De l’intelligibilité de la candidature à l’élection présidentielle par le président sortant

Or, le PDG, sans prendre acte et fait de cette inconstitutionnalité, a déposé la candidature officielle de son Parti, en présentant celle du Président sortant .déjà contestée en 2009, et tout au long du septennat 2009-2016. Nul ne peut discuter la Constitution, sa nature est à la fois unique et formelle. Et ses dispositions souveraines et irréversibles, au moins jusqu’à ce que survienne une autre modification….

A titre d’exemple, la Constitution des Etats-Unis prescrit que, même de Père et de Mère américains, les candidats à l’élection présidentielle doivent encore être nés impérativement sur le Territoire américain. C’est là un point formel, auquel on ne peut déroger, le Constituant protège de la sorte l’institution du Président de la République, en retrouvant pleinement en elle les liens du sang et ceux du sol. L’on se souvient que Président Obama lui-même a été confronté à ce problème lorsqu’on lui a dénié le fait d’être né sur le sol américain.

Il a dû se conformer à la Constitution, et pour lever toute équivoque, il a fait valoir pleinement sa candidature, après avoir présenté son Acte de naissance qui spécifiait bien « Barack Hussein Obama II », était en effet « né le 4 août 1961 dans la ville de Honolulu de l’Etat d’Hawaï, aux Etats Unis ». La Maison Blanche a par ailleurs dû fournir la version longue et complète de son Acte de naissance, pour mettre un terme à la demande légitime du peuple américain.

Pour ce qui est du Gabon et du candidat PDG, quatre certificats de naissance ont été présentés qui sont distincts les uns des autres, avec souvent des anachronismes, des écritures non conformes, des noms distincts, et des signatures dissemblables, des versions courtes et incomplètes plutôt que longues pour les quatre Documents. Il s’agit de celui présenté lors de la candidature à la députation (I), celui qui aurait été signé au Congo Brazzaville (II), celui qui a été retranscrit dans une Mairie de Libreville, et déposé pendant l’élection présidentielle de 2009 et qui porte de manière anachronique le nom d’Ali Bongo Ondimba (II), celui du Journal Le Monde qui est présenté dans une version courte et incomplète (III) et enfin celui plus récent de Nantes qui lui, est aussi présenté dans une version courte et incomplète (IV)…
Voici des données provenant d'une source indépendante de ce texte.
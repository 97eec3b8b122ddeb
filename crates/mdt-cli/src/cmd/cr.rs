use crate::output::{print_json, print_table};
use anyhow::Context;
use clap::Subcommand;
use mdt_core::artifact::Artifact;
use mdt_core::cr::ChangeRequest;
use mdt_core::ticket::TicketKey;
use mdt_core::types::{CrStatus, Role};
use std::path::Path;

// ---------------------------------------------------------------------------
// Subcommand types
// ---------------------------------------------------------------------------

#[derive(Subcommand)]
pub enum CrSubcommand {
    /// Create a change request
    Create {
        /// Ticket key (e.g. MDT-066; lowercase and short numbers are normalized)
        key: String,
        #[arg(long)]
        title: String,
        /// What the change is trying to fix or add
        #[arg(long)]
        problem: String,
    },

    /// Show one change request
    Show { key: String },

    /// List all change requests
    List,

    /// Declare an artifact this CR will create or modify
    Declare {
        key: String,
        /// Artifact path, may be templated (e.g. commands/{name}.ext)
        path: String,
        /// Role: orchestration, feature, complex-logic, utility, or shared-base
        #[arg(long)]
        role: String,
        /// One-line responsibility statement
        #[arg(long)]
        responsibility: String,
        /// Measured line count, if the artifact already exists
        #[arg(long)]
        lines: Option<u32>,
    },

    /// Record a measured line count for a declared artifact
    VerifySize {
        key: String,
        path: String,
        #[arg(long)]
        lines: u32,
    },

    /// Mark a declared artifact as superseded by a later revision
    Supersede { key: String, path: String },

    /// Record the line count of the monolith this CR replaces
    SetMonolith {
        key: String,
        #[arg(long)]
        lines: u32,
    },

    /// Map a repeated responsibility to an explicit extraction target
    SetTarget {
        key: String,
        responsibility: String,
        target: String,
    },

    /// Set the CR status (proposed, approved, in-progress, implemented, superseded)
    SetStatus { key: String, status: String },
}

// ---------------------------------------------------------------------------
// Entry point
// ---------------------------------------------------------------------------

pub fn run(root: &Path, subcmd: CrSubcommand, json: bool) -> anyhow::Result<()> {
    match subcmd {
        CrSubcommand::Create {
            key,
            title,
            problem,
        } => create(root, &key, &title, &problem, json),
        CrSubcommand::Show { key } => show(root, &key, json),
        CrSubcommand::List => list(root, json),
        CrSubcommand::Declare {
            key,
            path,
            role,
            responsibility,
            lines,
        } => declare(root, &key, &path, &role, &responsibility, lines, json),
        CrSubcommand::VerifySize { key, path, lines } => verify_size(root, &key, &path, lines),
        CrSubcommand::Supersede { key, path } => supersede(root, &key, &path),
        CrSubcommand::SetMonolith { key, lines } => set_monolith(root, &key, lines),
        CrSubcommand::SetTarget {
            key,
            responsibility,
            target,
        } => set_target(root, &key, &responsibility, &target),
        CrSubcommand::SetStatus { key, status } => set_status(root, &key, &status),
    }
}

// ---------------------------------------------------------------------------
// create / show / list
// ---------------------------------------------------------------------------

fn create(root: &Path, key: &str, title: &str, problem: &str, json: bool) -> anyhow::Result<()> {
    let key = TicketKey::parse(key)?;
    let cr = ChangeRequest::create(root, key, title, problem).context("failed to create CR")?;
    if json {
        print_json(&cr)?;
    } else {
        println!("Created {}: {}", cr.key, cr.title);
    }
    Ok(())
}

fn show(root: &Path, key: &str, json: bool) -> anyhow::Result<()> {
    let key = TicketKey::parse(key)?;
    let cr = ChangeRequest::load(root, &key)?;
    if json {
        return print_json(&cr);
    }

    println!("{}: {}", cr.key, cr.title);
    println!("  status:   {}", cr.status.as_str());
    println!("  problem:  {}", cr.problem_statement);
    if let Some(lines) = cr.replaces_monolith_lines {
        println!("  replaces: {lines}-line monolith");
    }
    if cr.design_revision > 0 {
        println!("  design:   r{}", cr.design_revision);
    }
    if !cr.artifacts.is_empty() {
        println!();
        let rows = cr
            .artifacts
            .iter()
            .map(|a| {
                vec![
                    a.path.clone(),
                    a.role.to_string(),
                    a.responsibility.clone(),
                    a.declared_lines
                        .map(|l| l.to_string())
                        .unwrap_or_else(|| "-".to_string()),
                    if a.superseded { "superseded" } else { "" }.to_string(),
                ]
            })
            .collect();
        print_table(&["PATH", "ROLE", "RESPONSIBILITY", "LINES", ""], rows);
    }
    Ok(())
}

fn list(root: &Path, json: bool) -> anyhow::Result<()> {
    let crs = ChangeRequest::list(root)?;
    if json {
        return print_json(&crs);
    }
    if crs.is_empty() {
        println!("No change requests. Create one with 'mdt cr create'.");
        return Ok(());
    }
    let rows = crs
        .iter()
        .map(|cr| {
            vec![
                cr.key.to_string(),
                cr.status.as_str().to_string(),
                cr.artifacts.len().to_string(),
                if cr.design_revision > 0 {
                    format!("r{}", cr.design_revision)
                } else {
                    "-".to_string()
                },
                cr.title.clone(),
            ]
        })
        .collect();
    print_table(&["KEY", "STATUS", "ARTIFACTS", "DESIGN", "TITLE"], rows);
    Ok(())
}

// ---------------------------------------------------------------------------
// artifact mutations
// ---------------------------------------------------------------------------

fn declare(
    root: &Path,
    key: &str,
    path: &str,
    role: &str,
    responsibility: &str,
    lines: Option<u32>,
    json: bool,
) -> anyhow::Result<()> {
    let key = TicketKey::parse(key)?;
    let role: Role = role.parse()?;
    let mut cr = ChangeRequest::load(root, &key)?;

    let mut artifact = Artifact::new(path, role, responsibility);
    if let Some(l) = lines {
        artifact = artifact.with_lines(l);
    }
    cr.declare_artifact(artifact);
    cr.save(root)?;

    if json {
        print_json(&cr)?;
    } else {
        println!("Declared {path} ({role}) on {key}");
    }
    Ok(())
}

fn verify_size(root: &Path, key: &str, path: &str, lines: u32) -> anyhow::Result<()> {
    let key = TicketKey::parse(key)?;
    let mut cr = ChangeRequest::load(root, &key)?;
    cr.verify_artifact_size(path, lines)?;
    cr.save(root)?;
    println!("Verified {path} at {lines} lines");
    Ok(())
}

fn supersede(root: &Path, key: &str, path: &str) -> anyhow::Result<()> {
    let key = TicketKey::parse(key)?;
    let mut cr = ChangeRequest::load(root, &key)?;
    cr.supersede_artifact(path)?;
    cr.save(root)?;
    println!("Superseded {path}");
    Ok(())
}

// ---------------------------------------------------------------------------
// metadata mutations
// ---------------------------------------------------------------------------

fn set_monolith(root: &Path, key: &str, lines: u32) -> anyhow::Result<()> {
    let key = TicketKey::parse(key)?;
    let mut cr = ChangeRequest::load(root, &key)?;
    cr.replaces_monolith_lines = Some(lines);
    cr.save(root)?;
    println!("{key} replaces a {lines}-line monolith");
    Ok(())
}

fn set_target(root: &Path, key: &str, responsibility: &str, target: &str) -> anyhow::Result<()> {
    let key = TicketKey::parse(key)?;
    let mut cr = ChangeRequest::load(root, &key)?;
    cr.extraction_targets
        .insert(responsibility.to_string(), target.to_string());
    cr.save(root)?;
    println!("'{responsibility}' extracts to {target}");
    Ok(())
}

fn set_status(root: &Path, key: &str, status: &str) -> anyhow::Result<()> {
    let key = TicketKey::parse(key)?;
    let status: CrStatus = status.parse()?;
    let mut cr = ChangeRequest::load(root, &key)?;
    cr.status = status;
    cr.save(root)?;
    println!("{key} is now {}", status.as_str());
    Ok(())
}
En somme, le problème de l’authentification de cette pièce se pose donc avec acuité jusqu’à ce jour, en l’absence de laquelle on ne peut statuer et requérir en Droit stricto sensu, qu’en faveur de l’inéligibilité du Président de la République sortant.

La question de contenu de l’élection de 2016

Au-delà de ce premier problème, je voudrais maintenant soulever la question de contenu, celle qui me paraît constituer l’enjeu de fond de cette élection présidentielle 2016.

La médiocrité de la gouvernance du Gabon sous le PDG depuis 1968

Le premier constat est que le règne des Citoyens Gabonais d’origine – d’aucuns diront de « souche » - daté de 1968 à 1989 s’est caractérisé par la violation des Lois, l’exclusion économique du Peuple, la personnalisation du pouvoir, la patrimonialisation des richesses, la Répression systémique des opposants, le fait de se servir et de servir le système des Maîtres. Ce fut le Parti-Etat-PDG, avec sa distribution des prébendes pétrolières et forestière à un seul Clan, et au Système auquel il est inféodé...

La transition inachevée dès 19 ans allant de 1990 à 2009 ayant été l’année de la Grande Réforme inachevée (laquelle appelait et promettait un Etat de droit, une Gestion économique transparente de l’Etat, et escomptait la redistribution de la rente pétrolière et minière au Peuple)... Toutes ces promesses ont été trahies et liquidées avec le continuum du système PDG qui va prendre le visage du Monstre.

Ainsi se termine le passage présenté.